Activity => Which of the lines below contain the string "with"? Pull each one out of the data.

Input for this task =>
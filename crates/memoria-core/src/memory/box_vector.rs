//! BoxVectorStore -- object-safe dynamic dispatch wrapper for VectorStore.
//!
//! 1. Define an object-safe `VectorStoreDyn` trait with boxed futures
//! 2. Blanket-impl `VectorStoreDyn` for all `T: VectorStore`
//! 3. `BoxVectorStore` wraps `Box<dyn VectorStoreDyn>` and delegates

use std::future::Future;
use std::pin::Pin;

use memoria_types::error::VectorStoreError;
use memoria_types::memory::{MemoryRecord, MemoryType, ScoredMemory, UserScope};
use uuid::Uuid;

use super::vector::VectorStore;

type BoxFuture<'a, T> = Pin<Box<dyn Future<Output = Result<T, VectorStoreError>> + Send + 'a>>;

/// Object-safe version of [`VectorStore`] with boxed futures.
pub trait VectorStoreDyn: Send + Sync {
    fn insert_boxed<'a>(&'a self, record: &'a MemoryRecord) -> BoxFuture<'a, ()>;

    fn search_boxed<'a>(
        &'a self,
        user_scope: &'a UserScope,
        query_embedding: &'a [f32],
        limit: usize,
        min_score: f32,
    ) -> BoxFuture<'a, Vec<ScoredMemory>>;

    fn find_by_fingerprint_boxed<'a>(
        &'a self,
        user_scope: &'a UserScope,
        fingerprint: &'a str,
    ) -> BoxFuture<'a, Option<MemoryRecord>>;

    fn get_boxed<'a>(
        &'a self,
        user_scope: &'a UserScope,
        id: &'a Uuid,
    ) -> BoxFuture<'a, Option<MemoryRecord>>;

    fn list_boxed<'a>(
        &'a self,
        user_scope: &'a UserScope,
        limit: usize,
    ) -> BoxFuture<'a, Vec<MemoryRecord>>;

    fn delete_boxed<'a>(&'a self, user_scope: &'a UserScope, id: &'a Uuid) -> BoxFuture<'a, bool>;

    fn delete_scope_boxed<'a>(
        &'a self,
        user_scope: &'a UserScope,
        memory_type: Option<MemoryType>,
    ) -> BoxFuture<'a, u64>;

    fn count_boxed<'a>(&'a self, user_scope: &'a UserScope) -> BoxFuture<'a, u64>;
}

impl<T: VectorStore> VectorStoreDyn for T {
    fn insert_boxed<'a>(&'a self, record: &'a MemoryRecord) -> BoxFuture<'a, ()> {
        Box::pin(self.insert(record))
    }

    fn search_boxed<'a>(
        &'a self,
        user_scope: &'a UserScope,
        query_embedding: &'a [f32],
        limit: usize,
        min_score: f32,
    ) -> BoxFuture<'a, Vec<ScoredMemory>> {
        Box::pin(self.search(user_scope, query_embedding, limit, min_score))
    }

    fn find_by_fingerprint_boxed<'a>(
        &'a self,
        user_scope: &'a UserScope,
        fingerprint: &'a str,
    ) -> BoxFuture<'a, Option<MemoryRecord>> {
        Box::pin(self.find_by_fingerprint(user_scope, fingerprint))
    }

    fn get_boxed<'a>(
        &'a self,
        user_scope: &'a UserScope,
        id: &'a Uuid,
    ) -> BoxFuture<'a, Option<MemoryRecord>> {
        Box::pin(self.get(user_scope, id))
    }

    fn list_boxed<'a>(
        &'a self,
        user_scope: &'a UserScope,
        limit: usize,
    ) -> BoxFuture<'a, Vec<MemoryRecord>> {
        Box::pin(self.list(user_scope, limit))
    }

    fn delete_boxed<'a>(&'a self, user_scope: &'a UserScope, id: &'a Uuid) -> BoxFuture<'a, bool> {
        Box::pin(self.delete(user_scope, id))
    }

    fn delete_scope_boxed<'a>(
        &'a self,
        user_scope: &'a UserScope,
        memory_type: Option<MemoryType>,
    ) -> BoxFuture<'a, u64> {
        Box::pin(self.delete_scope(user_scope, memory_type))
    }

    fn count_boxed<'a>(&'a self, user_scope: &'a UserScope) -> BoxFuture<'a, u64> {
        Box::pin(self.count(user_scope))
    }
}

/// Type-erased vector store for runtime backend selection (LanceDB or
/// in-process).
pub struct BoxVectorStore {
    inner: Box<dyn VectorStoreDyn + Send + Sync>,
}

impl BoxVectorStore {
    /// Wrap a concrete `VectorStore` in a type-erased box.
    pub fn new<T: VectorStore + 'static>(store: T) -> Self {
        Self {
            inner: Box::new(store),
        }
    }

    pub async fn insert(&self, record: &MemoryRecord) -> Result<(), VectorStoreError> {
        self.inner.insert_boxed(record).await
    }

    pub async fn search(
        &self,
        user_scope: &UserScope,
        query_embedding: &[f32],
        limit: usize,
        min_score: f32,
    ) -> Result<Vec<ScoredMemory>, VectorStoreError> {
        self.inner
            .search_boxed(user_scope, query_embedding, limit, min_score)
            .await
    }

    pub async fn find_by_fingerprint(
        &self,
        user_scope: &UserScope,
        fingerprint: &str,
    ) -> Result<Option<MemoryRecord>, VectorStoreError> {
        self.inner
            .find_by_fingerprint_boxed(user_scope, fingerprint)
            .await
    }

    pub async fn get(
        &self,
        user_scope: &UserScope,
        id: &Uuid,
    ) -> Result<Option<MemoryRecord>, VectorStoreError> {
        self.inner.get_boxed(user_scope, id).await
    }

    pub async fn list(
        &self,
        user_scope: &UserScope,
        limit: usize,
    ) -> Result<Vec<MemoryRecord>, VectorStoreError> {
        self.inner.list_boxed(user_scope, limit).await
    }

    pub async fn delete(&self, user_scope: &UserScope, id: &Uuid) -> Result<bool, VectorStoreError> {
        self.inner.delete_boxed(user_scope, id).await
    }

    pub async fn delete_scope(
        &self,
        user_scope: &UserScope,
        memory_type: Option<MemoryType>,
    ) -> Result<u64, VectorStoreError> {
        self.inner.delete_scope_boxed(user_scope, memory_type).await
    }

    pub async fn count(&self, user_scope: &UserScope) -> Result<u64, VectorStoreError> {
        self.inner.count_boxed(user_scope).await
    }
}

Result for this exercise =>
//! 1. Define an object-safe `VectorStoreDyn` trait with boxed futures
/// Object-safe version of [`VectorStore`] with boxed futures.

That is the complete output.